En la ciudad, además, todo el mundo tiene una historia que contar sobre lo ocurrido. En una calle cortada y defendida por varias tanquetas, el joven dependiente de una tienda de música relata cómo el 6 de enero llevó a su madre al aeropuerto de Almaty, que tenía que hacer un viaje, y se encontró a un grupo de soldados malencarados con armas pesadas. Irina Kanabeyskih, una mujer pelirroja de 56 años, que vive en el distrito del aeropuerto, habla de los tiroteos y las carreras en las calles de ahí fuera, señalando a través de la ventana de su cocina. También narra el balazo perdido que recibió una amiga en el hombro, mientras permanecía oculta en su casa. Kanabeyskih tiene también una teoría sobre el estallido de violencia: fue un plan para derrocar al presidente, bien planificado y coordinado, probablemente desde el extranjero, al estilo, dice, de lo sucedido en otros lugares del entorno ruso, como Ucrania y Bielorrusia.

La verdad sobre lo sucedido, en estos momentos, se encuentra enterrada bajo una bola de ruido, alimentada por declaraciones no contrastadas. Tokáyev llegó a afirmar que se había tratado de un asalto perpetrado por “bandidos y terroristas” venidos del extranjero con la intención de subvertir el orden. Los cifró en unos 20.000, un dato que no ha podido ser confirmado de forma independiente. Este miércoles, la Organización para la Seguridad y la Cooperación en Europa (OSCE), ha lanzado un duro comunicado contra las autoridades kazajas, reclamando que “preserven, protejan y promuevan la libertad de los medios de comunicación en el país”.

Tampoco el dato oficial de muertos (el último fue 164) ha podido ser contrastado, y periodistas locales de MediaZona, un diario digital ruso que nació vinculado al grupo de punk rock femenino Pussy Riot, temen que la cifra pueda ser mucho más alta. Uno de sus reporteros, que se patea las calles estos días escuchando relatos, tampoco ha podido confirmar que hubiera una gran presencia de extranjeros, y mucho menos “terroristas internacionales”. Al contrario, lo que ha reconstruido se parece más a un estallido social que recuerda al de las banlieues parisinas: gente humilde, joven y cabreada, que le dieron un giro de tuerca violento a unas protestas pacíficas, en las que había en un principio numerosos miembros de la oposición.

“No había demandas concretas. Fue una explosión emocional contra la situación general”, interpreta Serik, el profesor de inglés, que sigue junto al charco de sangre. Tiene un rostro ancho de facciones orientales adornado por un blanco bigotillo y suspira, medio en broma, que él también podría haberse sumado a las protestas al principio, cuando aún iban de demandas sociales al Gobierno y no había tomado un cariz sangriento: con la pandemia, cuenta, lleva tiempo sin empleo, y le duele que al final tendrán que pagar las reparaciones entre todos los contribuyentes.

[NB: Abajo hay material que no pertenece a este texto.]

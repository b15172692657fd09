//! Assembly source parser
//!
//! Turns one tokenized line into a [`Statement`]: an optional `label:`, then an equate,
//! an operation (instruction or directive) with its operands, or nothing.
//!
//! The parser knows nothing about any instruction set. Register names are plain
//! identifiers here; the architecture encoders decide what they mean.
//!
//! # Operand Grammar
//!
//! ```text
//! operand := '#' expr            immediate
//!          | '[' expr ']'        memory
//!          | expr ':' expr       far segment:offset
//!          | string              (DB only)
//!          | expr
//! expr    := ['+'|'-'] term (('+'|'-') term)*
//! term    := number | 'c' | name
//! ```

use super::lexer::{tokenize, TokenStream, TokenType};
use super::{AssemblerError, ErrorType};

/// One signed term of an expression.
#[derive(Debug, Clone, PartialEq, Eq)]
pub enum Term {
    /// Literal value (numbers and character literals)
    Number(i64),
    /// Label, equate or register name
    Name(String),
}

/// A sum of signed terms, e.g. `TABLE+2` or `-1`.
#[derive(Debug, Clone, PartialEq, Eq, Default)]
pub struct Expr {
    /// `(negated, term)` pairs in source order
    pub terms: Vec<(bool, Term)>,
}

impl Expr {
    /// A single positive literal.
    pub fn number(value: i64) -> Self {
        Expr {
            terms: vec![(false, Term::Number(value))],
        }
    }

    /// Returns the name if the expression is exactly one un-negated name.
    pub fn as_name(&self) -> Option<&str> {
        match self.terms.as_slice() {
            [(false, Term::Name(name))] => Some(name),
            _ => None,
        }
    }

    /// Splits a leading un-negated name that satisfies `is_base` off the expression.
    ///
    /// `[BX+4]` with `BX` a base yields `(Some("BX"), 4)`.
    pub fn split_base(&self, is_base: impl Fn(&str) -> bool) -> (Option<&str>, Expr) {
        match self.terms.split_first() {
            Some(((false, Term::Name(name)), rest)) if is_base(name) => (
                Some(name),
                Expr {
                    terms: rest.to_vec(),
                },
            ),
            _ => (None, self.clone()),
        }
    }

    /// Names referenced anywhere in the expression.
    pub fn names(&self) -> impl Iterator<Item = &str> {
        self.terms.iter().filter_map(|(_, t)| match t {
            Term::Name(name) => Some(name.as_str()),
            Term::Number(_) => None,
        })
    }

    /// Returns true if the expression has no terms.
    pub fn is_empty(&self) -> bool {
        self.terms.is_empty()
    }
}

/// One comma-separated operand.
#[derive(Debug, Clone, PartialEq, Eq)]
pub enum Operand {
    /// `#expr`
    Immediate(Expr),
    /// Bare expression (value, label or register name)
    Value(Expr),
    /// `[expr]`
    Memory(Expr),
    /// `segment:offset`
    Far { segment: Expr, offset: Expr },
    /// Quoted string
    Str(Vec<u8>),
}

impl Operand {
    /// The name of a bare single-name operand, e.g. a register.
    pub fn as_name(&self) -> Option<&str> {
        match self {
            Operand::Value(expr) => expr.as_name(),
            _ => None,
        }
    }
}

/// What a line does after its optional label.
#[derive(Debug, Clone, PartialEq, Eq)]
pub enum Body {
    /// Blank, comment-only or label-only line
    Empty,
    /// `NAME EQU expr`, `NAME .EQU expr` or `NAME = expr`
    Equate { name: String, value: Expr },
    /// Instruction or directive
    Operation {
        mnemonic: String,
        operands: Vec<Operand>,
    },
}

/// A parsed line of assembly source.
#[derive(Debug, Clone, PartialEq, Eq)]
pub struct Statement {
    /// Label defined at the start of the line
    pub label: Option<String>,

    /// The rest of the line
    pub body: Body,

    /// Column of the first token after the label (for the source map)
    pub column: usize,
}

/// Parses a number (supports hex `0x`/`$`, binary `0b`, decimal).
pub fn parse_number(s: &str) -> Result<u32, String> {
    let s = s.trim();

    if s.is_empty() {
        return Err("empty number string".to_string());
    }

    let (digits, radix) = if let Some(hex) = s.strip_prefix('$') {
        (hex, 16)
    } else if let Some(hex) = s.strip_prefix("0x").or_else(|| s.strip_prefix("0X")) {
        (hex, 16)
    } else if let Some(bin) = s.strip_prefix("0b").or_else(|| s.strip_prefix("0B")) {
        (bin, 2)
    } else {
        (s, 10)
    };

    let kind = match radix {
        16 => "hex",
        2 => "binary",
        _ => "decimal",
    };
    u32::from_str_radix(digits, radix).map_err(|e| format!("invalid {} number: {}", kind, e))
}

fn syntax(message: impl Into<String>) -> AssemblerError {
    AssemblerError::new(ErrorType::SyntaxError, message)
}

fn is_equate_keyword(name: &str) -> bool {
    name.eq_ignore_ascii_case("EQU") || name.eq_ignore_ascii_case(".EQU")
}

fn parse_term(stream: &mut TokenStream) -> Result<Term, AssemblerError> {
    let column = stream.current_column();
    match stream.consume().map(|t| t.token_type) {
        Some(TokenType::Number(n)) => Ok(Term::Number(n as i64)),
        Some(TokenType::Char(c)) => Ok(Term::Number(c as i64)),
        Some(TokenType::Identifier(name)) => Ok(Term::Name(name)),
        Some(other) => Err(syntax(format!(
            "Expected value at column {}, found {:?}",
            column + 1,
            other
        ))),
        None => Err(syntax("Expected value")),
    }
}

fn parse_expr(stream: &mut TokenStream) -> Result<Expr, AssemblerError> {
    let mut negated = false;
    if stream.eat(&TokenType::Minus) {
        negated = true;
    } else {
        stream.eat(&TokenType::Plus);
    }

    let mut terms = vec![(negated, parse_term(stream)?)];
    loop {
        let negated = if stream.eat(&TokenType::Plus) {
            false
        } else if stream.eat(&TokenType::Minus) {
            true
        } else {
            break;
        };
        terms.push((negated, parse_term(stream)?));
    }
    Ok(Expr { terms })
}

fn parse_operand(stream: &mut TokenStream) -> Result<Operand, AssemblerError> {
    if stream.eat(&TokenType::Hash) {
        return Ok(Operand::Immediate(parse_expr(stream)?));
    }

    if stream.eat(&TokenType::LBracket) {
        let expr = parse_expr(stream)?;
        if !stream.eat(&TokenType::RBracket) {
            return Err(syntax("Expected ']' to close memory operand"));
        }
        return Ok(Operand::Memory(expr));
    }

    if let Some(TokenType::Str(bytes)) = stream.peek().map(|t| &t.token_type) {
        let bytes = bytes.clone();
        stream.advance();
        return Ok(Operand::Str(bytes));
    }

    let expr = parse_expr(stream)?;
    if stream.eat(&TokenType::Colon) {
        let offset = parse_expr(stream)?;
        return Ok(Operand::Far {
            segment: expr,
            offset,
        });
    }
    Ok(Operand::Value(expr))
}

fn parse_operands(stream: &mut TokenStream) -> Result<Vec<Operand>, AssemblerError> {
    let mut operands = Vec::new();
    if stream.is_eof() {
        return Ok(operands);
    }
    loop {
        operands.push(parse_operand(stream)?);
        if stream.is_eof() {
            return Ok(operands);
        }
        if !stream.eat(&TokenType::Comma) {
            return Err(syntax(format!(
                "Expected ',' between operands at column {}",
                stream.current_column() + 1
            )));
        }
    }
}

/// Parses one source line.
///
/// Errors carry no line number; the caller attaches it.
///
/// # Examples
///
/// ```
/// use libmicro::assembler::parser::{parse_line, Body, Operand};
///
/// let stmt = parse_line("loop: DEC CX").unwrap();
/// assert_eq!(stmt.label.as_deref(), Some("loop"));
/// match stmt.body {
///     Body::Operation { mnemonic, operands } => {
///         assert_eq!(mnemonic, "DEC");
///         assert_eq!(operands[0].as_name(), Some("CX"));
///     }
///     other => panic!("unexpected {:?}", other),
/// }
/// ```
pub fn parse_line(line: &str) -> Result<Statement, AssemblerError> {
    let tokens = tokenize(line).map_err(|e| syntax(e.to_string()))?;
    let mut stream = TokenStream::new(tokens);

    let mut label = None;
    if let (Some(TokenType::Identifier(name)), Some(TokenType::Colon)) = (
        stream.peek().map(|t| &t.token_type),
        stream.peek_n(1).map(|t| &t.token_type),
    ) {
        label = Some(name.clone());
        stream.advance();
        stream.advance();
    }

    let column = stream.current_column();
    if stream.is_eof() {
        return Ok(Statement {
            label,
            body: Body::Empty,
            column,
        });
    }

    let name = match stream.consume().map(|t| t.token_type) {
        Some(TokenType::Identifier(name)) => name,
        _ => {
            return Err(syntax(format!(
                "Expected instruction or directive at column {}",
                column + 1
            )))
        }
    };

    let is_equate = match stream.peek().map(|t| &t.token_type) {
        Some(TokenType::Equal) => true,
        Some(TokenType::Identifier(keyword)) => is_equate_keyword(keyword),
        _ => false,
    };
    let body = if is_equate {
        stream.advance();
        let value = parse_expr(&mut stream)?;
        if !stream.is_eof() {
            return Err(syntax("Unexpected text after equate value"));
        }
        Body::Equate { name, value }
    } else {
        Body::Operation {
            mnemonic: name,
            operands: parse_operands(&mut stream)?,
        }
    };

    Ok(Statement {
        label,
        body,
        column,
    })
}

A su espalda, al otro lado de la avenida, se yergue el edificio del Ayuntamiento, cuyos muros blancos se han tornado casi negros por el fuego. Ya es última hora de la tarde, se pone el sol tras las montañas, y numerosos ciudadanos acuden a verlo como si fuera un museo. Dos jóvenes estudiantes, Arujan y Janerke, se hacen fotos con el móvil y creen imposible que los asaltantes fueran kazajos: “Somos un país, y los kazajos no disparan contra los kazajos”. Zere Sabytovna, una empleada de una mina de oro, que acaba de llegar a la ciudad y arrastra una maleta, mira al edificio quemado y dice: “Estoy en shock”. Luego añade: “Nunca temí que fuera a caer el Gobierno. Nuestro presidente es maravilloso”.